Che razza di centrocampo sta mettendo sù il Bayern? 
Comunque farà ancora panchina il buon Thiago,gli converrebbe andare al Man UTD.


----------



## Fabry_cekko (11 Luglio 2013)

cmq questo a 22 anni ha già rifiutato Manchester United e Real Madrid


----------



## MaggieCloun (11 Luglio 2013)

*Guardiola:" Thiago Alcantara? il Bayern farà di tutto per prenderlo".*


----------



## hiei87 (11 Luglio 2013)

Mah...il Bayern in mezzo tra mediani e trequartisti ha Schweinsteiger, Luiz Gustavo, Kroos, Goetze e Muller...Da parte loro fanno bene a prendere Thiago perchè è giovane, è un fenomeno, e hanno soldi da spendere. Da parte del brasiliano non vedo perchè dovrebbe andare in Germania, dato che al Manchester, squadra ugualmente prestigiosa, sarebbe titolare fisso. Ricorda un po' i discorsi che si facevano su Fabregas due anni fa. Tra l'altro al Bayern è vero che c'è Guardiola, ma non mi pare che con lui Alcantara giocasse molto a Barcellona....


----------



## Fabry_cekko (11 Luglio 2013)

hiei87 ha scritto:


> Mah...il Bayern in mezzo tra mediani e trequartisti ha Schweinsteiger, Luiz Gustavo, Kroos, Goetze e Muller...Da parte loro fanno bene a prendere Thiago perchè è giovane, è un fenomeno, e hanno soldi da spendere. Da parte del brasiliano non vedo perchè dovrebbe andare in Germania, dato che al Manchester, squadra ugualmente prestigiosa, sarebbe titolare fisso. Ricorda un po' i discorsi che si facevano su Fabregas due anni fa. Tra l'altro al Bayern è vero che c'è Guardiola, ma non mi pare che con lui Alcantara giocasse molto a Barcellona....

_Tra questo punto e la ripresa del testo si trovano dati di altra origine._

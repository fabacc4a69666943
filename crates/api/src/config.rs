//! # API Configuration Module
//!
//! Loads the server configuration from environment variables, falling back to
//! defaults where a value is optional.
//!
//! ## Environment Variables
//!
//! - `API_HOST`: host address to bind to (default: "0.0.0.0")
//! - `API_PORT`: port to listen on (default: 3000)
//! - `DATABASE_URL`: PostgreSQL connection string (required)
//! - `DATABASE_MAX_CONNECTIONS`: pool size (default: 5)
//! - `LOG_LEVEL`: logging level (default: "info")
//! - `API_CORS_ORIGINS`: comma-separated list of allowed CORS origins
//! - `API_REQUEST_TIMEOUT_SECONDS`: per-request timeout (default: 30)
//! - `BUSINESS_OPEN_HOUR` / `BUSINESS_CLOSE_HOUR`: business day (default: 9 to 19)
//! - `BOOKING_MAX_WEEKS_AHEAD`: weeks after the current one open for booking (default: 3)

use eyre::{Result, WrapErr};
use salonbook_core::calendar::BookingPolicy;
use std::{env, str::FromStr};
use tracing::Level;

/// Configuration for the SalonBook API server
///
/// # Example
///
/// ```no_run
/// use eyre::Result;
/// use salonbook_api::config::ApiConfig;
///
/// fn example() -> Result<()> {
///     let config = ApiConfig::from_env()?;
///     println!("Starting server on {}", config.server_addr());
///     Ok(())
/// }
/// ```
#[derive(Debug, Clone)]
pub struct ApiConfig {
    /// Host address for the API server (e.g., "127.0.0.1", "0.0.0.0")
    pub host: String,

    /// Port for the API server to listen on
    pub port: u16,

    /// PostgreSQL database connection string
    pub database_url: String,

    pub database_max_connections: u32,

    /// Log level for the application
    pub log_level: Level,

    /// CORS allowed origins (optional)
    pub cors_origins: Option<Vec<String>>,

    /// Request timeout in seconds
    pub request_timeout: u64,

    /// Business hours and booking horizon
    pub policy: BookingPolicy,
}

impl ApiConfig {
    /// Creates a new ApiConfig from environment variables
    ///
    /// # Errors
    ///
    /// This function will return an error if:
    /// - The DATABASE_URL environment variable is not set
    /// - A numeric variable is set but cannot be parsed
    /// - The business hours do not form a valid range
    pub fn from_env() -> Result<Self> {
        Self::from_lookup(|key| env::var(key).ok())
    }

    /// Builds the configuration from any key/value source.
    pub fn from_lookup<F>(lookup: F) -> Result<Self>
    where
        F: Fn(&str) -> Option<String>,
    {
        // Network settings
        let host = lookup("API_HOST").unwrap_or_else(|| "0.0.0.0".to_string());
        let port = parse_or(&lookup, "API_PORT", 3000)?;

        // Database settings
        let database_url =
            lookup("DATABASE_URL").ok_or_else(|| eyre::eyre!("DATABASE_URL environment variable must be set"))?;
        let database_max_connections = parse_or(&lookup, "DATABASE_MAX_CONNECTIONS", 5)?;

        // Logging settings
        let log_level = match lookup("LOG_LEVEL").unwrap_or_else(|| "info".to_string()).as_str() {
            "trace" => Level::TRACE,
            "debug" => Level::DEBUG,
            "info" => Level::INFO,
            "warn" => Level::WARN,
            "error" => Level::ERROR,
            _ => Level::INFO,
        };

        // CORS settings
        let cors_origins = lookup("API_CORS_ORIGINS").map(|origins| {
            origins
                .split(',')
                .map(|s| s.trim().to_string())
                .filter(|s| !s.is_empty())
                .collect()
        });

        let request_timeout = parse_or(&lookup, "API_REQUEST_TIMEOUT_SECONDS", 30)?;

        // Booking rules
        let defaults = BookingPolicy::default();
        let policy = BookingPolicy {
            open_hour: parse_or(&lookup, "BUSINESS_OPEN_HOUR", defaults.open_hour)?,
            close_hour: parse_or(&lookup, "BUSINESS_CLOSE_HOUR", defaults.close_hour)?,
            max_weeks_ahead: parse_or(&lookup, "BOOKING_MAX_WEEKS_AHEAD", defaults.max_weeks_ahead)?,
        };
        policy
            .validate()
            .wrap_err("Invalid booking policy configuration")?;

        Ok(Self {
            host,
            port,
            database_url,
            database_max_connections,
            log_level,
            cors_origins,
            request_timeout,
            policy,
        })
    }

    /// Returns the server address as a string (e.g., "127.0.0.1:8080")
    pub fn server_addr(&self) -> String {
        format!("{}:{}", self.host, self.port)
    }
}

fn parse_or<F, T>(lookup: &F, key: &str, default: T) -> Result<T>
where
    F: Fn(&str) -> Option<String>,
    T: FromStr,
    T::Err: std::error::Error + Send + Sync + 'static,
{
    match lookup(key) {
        Some(raw) => raw
            .trim()
            .parse()
            .wrap_err_with(|| format!("Invalid {} value: {:?}", key, raw)),
        None => Ok(default),
    }
}
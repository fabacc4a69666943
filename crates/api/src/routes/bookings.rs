use axum::{routing::post, Router};
use std::sync::Arc;

use crate::{handlers, ApiState};

pub fn routes() -> Router<Arc<ApiState>> {
    Router::new()
        .route(
            "/api/bookings",
            post(handlers::bookings::reserve).get(handlers::bookings::list_bookings),
        )
        .route(
            "/api/bookings/:id/cancel",
            post(handlers::bookings::cancel_booking),
        )
        .route(
            "/api/bookings/:id/complete",
            post(handlers::bookings::complete_booking),
        )
}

infatti...questi discorsi non si facevano solo per Fabregas, ma anche sullo stesso Alcantara, quando dicevano che poteva venire al Milan con l'arrivo di Cesc...a questo ragazzo piace vincere senza fare niente


----------



## If Everyone Cared (11 Luglio 2013)

riserva per riserva a questo punto se ne stava a barcellona.
per me la destinazione ideale era lo united.


----------



## Angstgegner (11 Luglio 2013)

Tutti loro li prendono?
Che squadra illegale che stanno costruendo.
E l'anno prossimo prendono pure Lewandowski.
Se dovessimo passare il preliminare, al 100% giocheremo almeno 2 partite contro il Bayern. 
Rischiamo la figura di Tahiti contro qualunque altra nazionale.


----------



## hiei87 (11 Luglio 2013)

Fabry_cekko ha scritto:


> infatti...questi discorsi non si facevano solo per Fabregas, ma anche sullo stesso Alcantara, quando dicevano che poteva venire al Milan con l'arrivo di Cesc...a questo ragazzo piace vincere senza fare niente



Già...restando a Barcellona ha già perso due anni, perchè con le qualità che ha avrebbe dovuto essere esploso già da un po'


----------



## Fabry_cekko (11 Luglio 2013)

hiei87 ha scritto:


> Già...restando a Barcellona ha già perso due anni, perchè con le qualità che ha avrebbe dovuto essere esploso già da un po'



già anche se ha solo 22 anni


----------



## iceman. (11 Luglio 2013)

Mamma mia, se prendono anche un difensore da affiancare a dante....


----------



## DMZtheRockBear (11 Luglio 2013)

folle il bayern a spendere soldi per un panchinaro e folle,anzi fallito lui a rifiutare un posto da titolare allo united


----------



## DMZtheRockBear (11 Luglio 2013)

iceman. ha scritto:


> Mamma mia, se prendono anche un difensore da affiancare a dante....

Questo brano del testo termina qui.